Segment Open
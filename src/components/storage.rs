//! Measurement Storage
//!
//! A file-backed [`PersistenceApi`] keeping one JSON document per line. Each
//! line is one finished measurement: its summary, its analysis (if any) and
//! the rendered report. Raw samples never reach this store.

use std::path::{Path, PathBuf};

use crate::{
    api::controller::PersistenceApi,
    components::{export::ExportBundle, session::SessionCoordinator},
    model::{hrv::HrvReport, session::SessionSummary},
};
use anyhow::{Context, Result};
use async_trait::async_trait;
use log::info;
use serde::{Deserialize, Serialize};
use std::fmt;
use time::{macros::format_description, OffsetDateTime};
use tokio::{
    fs::{self, OpenOptions},
    io::AsyncWriteExt,
    sync::Mutex,
};
use uuid::Uuid;

/// One persisted measurement.
#[derive(Debug, Clone, PartialEq, Serialize, Deserialize)]
pub struct StoredMeasurement {
    pub id: Uuid,
    #[serde(with = "time::serde::rfc3339")]
    pub stored_at: OffsetDateTime,
    pub summary: SessionSummary,
    pub analysis: Option<HrvReport>,
    pub report_text: String,
}

impl fmt::Display for StoredMeasurement {
    fn fmt(&self, f: &mut fmt::Formatter<'_>) -> fmt::Result {
        let stored = self
            .stored_at
            .format(format_description!("[year]-[month]-[day] [hour]:[minute]"))
            .map_err(|_| fmt::Error)?;
        write!(
            f,
            "{}  {:<16} {:>7.1} s {:>6} samples",
            stored,
            self.summary.subject,
            self.summary.duration_seconds,
            self.summary.total_samples
        )?;
        match &self.analysis {
            Some(r) => write!(
                f,
                "  {:>5.1} BPM  RMSSD {:>6.1} ms  SDNN {:>6.1} ms  {}",
                r.avg_hr, r.rmssd, r.sdnn, r.classification
            ),
            None => f.write_str("  no analysis"),
        }
    }
}

/// Append-only JSON-lines measurement store.
#[derive(Debug)]
pub struct JsonLinesStore {
    path: PathBuf,
    /// Keeps concurrent appends from interleaving.
    write_lock: Mutex<()>,
}

impl JsonLinesStore {
    pub fn new(path: impl Into<PathBuf>) -> Self {
        Self {
            path: path.into(),
            write_lock: Mutex::new(()),
        }
    }

    pub fn path(&self) -> &Path {
        &self.path
    }

    /// Loads every stored measurement. A missing file is an empty store.
    pub async fn load_all(&self) -> Result<Vec<StoredMeasurement>> {
        let content = match fs::read_to_string(&self.path).await {
            Ok(content) => content,
            Err(e) if e.kind() == std::io::ErrorKind::NotFound => return Ok(Vec::new()),
            Err(e) => return Err(e.into()),
        };
        tokio::task::spawn_blocking(move || {
            content
                .lines()
                .filter(|line| !line.trim().is_empty())
                .enumerate()
                .map(|(n, line)| {
                    serde_json::from_str(line)
                        .with_context(|| format!("invalid measurement on line {}", n + 1))
                })
                .collect::<Result<Vec<StoredMeasurement>>>()
        })
        .await?
    }
}

#[async_trait]
impl PersistenceApi for JsonLinesStore {
    async fn store(
        &self,
        summary: SessionSummary,
        report: Option<HrvReport>,
        report_text: String,
    ) -> Result<()> {
        let measurement = StoredMeasurement {
            id: Uuid::new_v4(),
            stored_at: OffsetDateTime::now_utc(),
            summary,
            analysis: report,
            report_text,
        };
        let mut line = serde_json::to_string(&measurement)?;
        line.push('\n');

        let _guard = self.write_lock.lock().await;
        let mut file = OpenOptions::new()
            .create(true)
            .append(true)
            .open(&self.path)
            .await
            .with_context(|| format!("could not open {}", self.path.display()))?;
        file.write_all(line.as_bytes()).await?;
        file.flush().await?;
        info!(
            "stored measurement {} of {:?}",
            measurement.id, measurement.summary.subject
        );
        Ok(())
    }
}

/// Hands a session's summary and analysis to `store`.
///
/// The partial aggregation window is flushed first. If the session has no
/// report yet the analysis is run on demand; a failed analysis is stored as
/// absent. Summary and analysis always describe the same session, even with
/// a concurrent reset.
pub async fn persist_session<P>(session: &SessionCoordinator, store: &P) -> Result<()>
where
    P: PersistenceApi + ?Sized,
{
    let bundle: ExportBundle = session.export_bundle(true).await;
    let text = bundle.report_text();
    store.store(bundle.summary, bundle.report, text).await
}

#[cfg(test)]
mod tests {
    use super::*;
    use crate::{components::session::tests::feed, model::config::PulseConfig};
    use mockall::{mock, predicate::*};
    use tempdir::TempDir;

    mock! {
        Store {}
        #[async_trait]
        impl PersistenceApi for Store {
            async fn store(
                &self,
                summary: SessionSummary,
                report: Option<HrvReport>,
                report_text: String,
            ) -> Result<()>;
        }
    }

    fn summary(subject: &str) -> SessionSummary {
        SessionSummary {
            subject: subject.to_string(),
            duration_seconds: 30.0,
            total_samples: 1500,
            sampling_rate_hz: 50.0,
            ..Default::default()
        }
    }

    #[tokio::test]
    async fn test_store_and_load() {
        let dir = TempDir::new("pulse-store").unwrap();
        let store = JsonLinesStore::new(dir.path().join("measurements.jsonl"));
        assert!(store.load_all().await.unwrap().is_empty());

        store
            .store(summary("A"), None, "first".to_string())
            .await
            .unwrap();
        store
            .store(summary("B"), None, "second".to_string())
            .await
            .unwrap();

        let all = store.load_all().await.unwrap();
        assert_eq!(all.len(), 2);
        assert_eq!(all[0].summary.subject, "A");
        assert_eq!(all[1].report_text, "second");
        assert_ne!(all[0].id, all[1].id);
    }

    #[tokio::test]
    async fn test_corrupt_line_is_error() {
        let dir = TempDir::new("pulse-store").unwrap();
        let path = dir.path().join("measurements.jsonl");
        std::fs::write(&path, "{not json}\n").unwrap();
        assert!(JsonLinesStore::new(path).load_all().await.is_err());
    }

    #[tokio::test]
    async fn test_persist_runs_missing_analysis() {
        let session = SessionCoordinator::new(PulseConfig::default());
        session.set_subject("Kim").await;
        session.start_at(0.0).await;
        feed(&session, 0..600).await;

        let mut store = MockStore::new();
        store
            .expect_store()
            .withf(|summary, report, text| {
                summary.subject == "Kim"
                    && summary.total_samples == 600
                    && report.is_some()
                    && text.contains("HEART RATE ANALYSIS - KIM")
            })
            .times(1)
            .returning(|_, _, _| Ok(()));

        persist_session(&session, &store).await.unwrap();
        assert!(session.current_report().await.is_some());
        assert_eq!(session.counters().await.buffered, 0);
    }

    #[tokio::test]
    async fn test_persist_without_enough_data() {
        let session = SessionCoordinator::new(PulseConfig::default());
        session.start_at(0.0).await;
        feed(&session, 0..20).await;

        let mut store = MockStore::new();
        store
            .expect_store()
            .with(always(), eq(None), always())
            .times(1)
            .returning(|_, _, _| Ok(()));
        persist_session(&session, &store).await.unwrap();
    }

    #[test]
    fn test_listing_line() {
        let mut measurement = StoredMeasurement {
            id: Uuid::new_v4(),
            stored_at: OffsetDateTime::UNIX_EPOCH,
            summary: summary("Robin"),
            analysis: None,
            report_text: String::new(),
        };
        let line = measurement.to_string();
        assert!(line.starts_with("1970-01-01 00:00  Robin"));
        assert!(line.contains("30.0 s"));
        assert!(line.contains("1500 samples"));
        assert!(line.ends_with("no analysis"));

        let session_report = crate::components::export::tests::report();
        measurement.analysis = Some(session_report);
        let line = measurement.to_string();
        assert!(line.contains("75.0 BPM"));
        assert!(line.contains("RMSSD   35.0 ms"));
        assert!(line.ends_with("Normal"));
    }
}
//! Aggregate Model
//!
//! Compact summaries produced by the stream aggregator. These are what the
//! session keeps for export instead of the full-rate stream.

use super::sample::Sample;
use serde::{Deserialize, Serialize};

/// Summary of one flushed aggregation window.
#[derive(Clone, Debug, Default, PartialEq, Serialize, Deserialize)]
pub struct AggregateRecord {
    pub time_start: f64,
    pub time_end: f64,
    pub time_avg: f64,
    /// `time_end - time_start`.
    pub duration: f64,
    pub ac_avg: f64,
    pub ac_min: f64,
    pub ac_max: f64,
    /// Population standard deviation of the amplitude.
    pub ac_std: f64,
    pub threshold_avg: f64,
    pub beat_count: usize,
    pub sample_count: usize,
}

/// A raw sample retained by the down-sampler.
#[derive(Copy, Clone, Debug, Default, PartialEq, Serialize, Deserialize)]
pub struct DownsampledSample {
    pub time: f64,
    pub ac: f64,
    pub threshold: f64,
    pub beat: bool,
}

impl From<&Sample> for DownsampledSample {
    fn from(sample: &Sample) -> Self {
        Self {
            time: sample.timestamp,
            ac: sample.amplitude,
            threshold: sample.threshold,
            beat: sample.beat,
        }
    }
}
//! Stream Buffer & Aggregator
//!
//! Turns the full-rate stream of eligible samples into compact per-window
//! summaries plus a sparse down-sampled reference history. Windows are closed
//! by sample count; a partial window is only flushed on request.

use crate::{
    math::hrv::{mean, population_std},
    model::{
        aggregate::{AggregateRecord, DownsampledSample},
        sample::Sample,
    },
};
use log::{debug, trace};

#[derive(Debug, Clone)]
pub struct StreamAggregator {
    capacity: usize,
    downsample_rate: usize,
    buffer: Vec<Sample>,
    records: Vec<AggregateRecord>,
    downsampled: Vec<DownsampledSample>,
}

impl StreamAggregator {
    /// Creates an aggregator flushing every `capacity` samples and keeping every
    /// `downsample_rate`-th buffered sample. Zero values act as 1.
    pub fn new(capacity: usize, downsample_rate: usize) -> Self {
        let capacity = capacity.max(1);
        Self {
            capacity,
            downsample_rate: downsample_rate.max(1),
            buffer: Vec::with_capacity(capacity),
            records: Vec::new(),
            downsampled: Vec::new(),
        }
    }

    /// Buffers an eligible sample. Returns the record if this sample filled the window.
    pub fn offer(&mut self, sample: Sample) -> Option<AggregateRecord> {
        trace!("buffering sample at {:.3}s", sample.timestamp);
        self.buffer.push(sample);
        if self.buffer.len() >= self.capacity {
            self.flush()
        } else {
            None
        }
    }

    /// Summarizes and drains the buffer. A no-op returning `None` when empty.
    pub fn flush(&mut self) -> Option<AggregateRecord> {
        let (first, last) = match (self.buffer.first(), self.buffer.last()) {
            (Some(first), Some(last)) => (first.timestamp, last.timestamp),
            _ => return None,
        };

        let times: Vec<f64> = self.buffer.iter().map(|s| s.timestamp).collect();
        let ac: Vec<f64> = self.buffer.iter().map(|s| s.amplitude).collect();
        let thresholds: Vec<f64> = self.buffer.iter().map(|s| s.threshold).collect();

        let record = AggregateRecord {
            time_start: first,
            time_end: last,
            time_avg: mean(&times),
            duration: last - first,
            ac_avg: mean(&ac),
            ac_min: ac.iter().copied().fold(f64::INFINITY, f64::min),
            ac_max: ac.iter().copied().fold(f64::NEG_INFINITY, f64::max),
            ac_std: population_std(&ac),
            threshold_avg: mean(&thresholds),
            beat_count: self.buffer.iter().filter(|s| s.beat).count(),
            sample_count: self.buffer.len(),
        };

        self.downsampled.extend(
            self.buffer
                .iter()
                .step_by(self.downsample_rate)
                .map(DownsampledSample::from),
        );
        self.buffer.clear();

        debug!(
            "flushed aggregate {:.2}s..{:.2}s: {} samples, {} beats",
            record.time_start, record.time_end, record.sample_count, record.beat_count
        );
        self.records.push(record.clone());
        Some(record)
    }

    pub fn records(&self) -> &[AggregateRecord] {
        &self.records
    }

    pub fn downsampled(&self) -> &[DownsampledSample] {
        &self.downsampled
    }

    pub fn buffered_len(&self) -> usize {
        self.buffer.len()
    }

    /// Drops the buffer and both histories.
    pub fn clear(&mut self) {
        self.buffer.clear();
        self.records.clear();
        self.downsampled.clear();
    }
}
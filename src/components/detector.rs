//! Offline Batch Detector
//!
//! Re-derives beats from the raw amplitude waveform, independent of the device
//! flags: zero-phase band-pass filtering followed by a constrained peak search.
//! Detection never fails. When the band-pass stage is unusable the raw
//! amplitude is searched instead and the result is marked unfiltered.

use crate::{
    math::{
        filter::{BandpassFilter, FilterError},
        peaks::{find_peaks, PeakConstraints},
    },
    model::{
        config::DetectionConfig,
        hrv::{Beat, Detection},
        sample::Sample,
    },
};
use log::{debug, warn};

#[derive(Debug, Clone)]
pub struct OfflineBeatDetector {
    config: DetectionConfig,
    filter: Result<BandpassFilter, FilterError>,
}

impl OfflineBeatDetector {
    pub fn new(config: DetectionConfig, sampling_rate_hz: f64) -> Self {
        let filter = BandpassFilter::butterworth(
            config.filter_order,
            config.bandpass_low_hz,
            config.bandpass_high_hz,
            sampling_rate_hz,
        );
        if let Err(e) = &filter {
            warn!("band-pass design failed, detection runs on raw amplitude: {}", e);
        }
        Self { config, filter }
    }

    fn constraints(&self) -> PeakConstraints {
        PeakConstraints {
            min_height: self.config.min_peak_height,
            min_distance: self.config.min_peak_distance,
            min_prominence: self.config.min_peak_prominence,
        }
    }

    /// Band-passes the amplitude channel, falling back to the raw values.
    fn prepare(&self, amplitude: Vec<f64>) -> (Vec<f64>, bool) {
        let result = self
            .filter
            .as_ref()
            .map_err(Clone::clone)
            .and_then(|filter| filter.filtfilt(&amplitude));
        match result {
            Ok(filtered) => (filtered, true),
            Err(e) => {
                warn!("filtering skipped, using raw amplitude: {}", e);
                (amplitude, false)
            }
        }
    }

    /// Detects beats in `samples` and derives one heart rate per adjacent pair.
    pub fn detect(&self, samples: &[Sample]) -> Detection {
        if samples.len() < self.config.min_detection_samples {
            debug!(
                "skipping detection: {} samples, {} required",
                samples.len(),
                self.config.min_detection_samples
            );
            return Detection::default();
        }

        let amplitude: Vec<f64> = samples.iter().map(|s| s.amplitude).collect();
        let (signal, filtered) = self.prepare(amplitude);
        let peaks = find_peaks(&signal, &self.constraints());

        let beats: Vec<Beat> = peaks
            .iter()
            .map(|&idx| Beat {
                timestamp: samples[idx].timestamp,
                amplitude: signal[idx],
            })
            .collect();

        let heart_rates: Vec<Option<f64>> = beats
            .windows(2)
            .map(|pair| {
                let dt = pair[1].timestamp - pair[0].timestamp;
                if dt <= 0.0 {
                    return None;
                }
                let bpm = 60.0 / dt;
                self.config.is_plausible(bpm).then_some(bpm)
            })
            .collect();

        debug!(
            "detected {} beats ({} plausible intervals), filtered: {}",
            beats.len(),
            heart_rates.iter().flatten().count(),
            filtered
        );
        Detection {
            beats,
            heart_rates,
            filtered,
        }
    }
}

#[cfg(test)]
pub(crate) mod tests {
    use super::*;
    use std::f64::consts::PI;

    /// 50 Hz PPG-like sinusoid with a peak every 0.8 s.
    pub(crate) fn synthetic_series(seconds: f64) -> Vec<Sample> {
        let fs = 50.0;
        let n = (seconds * fs) as usize;
        (0..n)
            .map(|i| {
                let t = i as f64 / fs;
                Sample {
                    timestamp: t,
                    amplitude: 500.0 + 200.0 * (2.0 * PI * 1.25 * t).sin(),
                    threshold: 500.0,
                    beat: false,
                }
            })
            .collect()
    }

    #[test]
    fn test_sinusoid_gives_regular_beats() {
        let detector = OfflineBeatDetector::new(DetectionConfig::default(), 50.0);
        let detection = detector.detect(&synthetic_series(10.0));
        assert!(detection.filtered);
        assert!(detection.beats.len() >= 10, "{} beats", detection.beats.len());
        let rates = detection.valid_heart_rates();
        assert_eq!(rates.len(), detection.beats.len() - 1);
        for bpm in rates {
            assert!((bpm - 75.0).abs() <= 5.0, "bpm {}", bpm);
        }
    }

    #[test]
    fn test_short_series_is_empty() {
        let detector = OfflineBeatDetector::new(DetectionConfig::default(), 50.0);
        let detection = detector.detect(&synthetic_series(0.9));
        assert!(detection.beats.is_empty());
        assert!(detection.heart_rates.is_empty());
    }

    #[test]
    fn test_bad_band_falls_back_to_raw() {
        let config = DetectionConfig {
            bandpass_high_hz: 40.0,
            ..DetectionConfig::default()
        };
        let detector = OfflineBeatDetector::new(config, 50.0);
        let detection = detector.detect(&synthetic_series(10.0));
        assert!(!detection.filtered);
        assert!(detection.beats.len() >= 10);
        // raw peaks sit on top of the DC offset
        assert!(detection.beats.iter().all(|b| b.amplitude > 650.0));
    }

    #[test]
    fn test_implausible_interval_is_none() {
        let config = DetectionConfig {
            max_heart_rate: 70.0,
            ..DetectionConfig::default()
        };
        let detector = OfflineBeatDetector::new(config, 50.0);
        let detection = detector.detect(&synthetic_series(10.0));
        assert!(!detection.beats.is_empty());
        assert!(detection.heart_rates.iter().all(Option::is_none));
    }
}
Segment Closed
Requirement:
Gather each line from the entries above that includes the word "summaries".

Answer to this problem:
//! Compact summaries produced by the stream aggregator. These are what the
//! summaries plus a sparse down-sampled reference history. Windows are closed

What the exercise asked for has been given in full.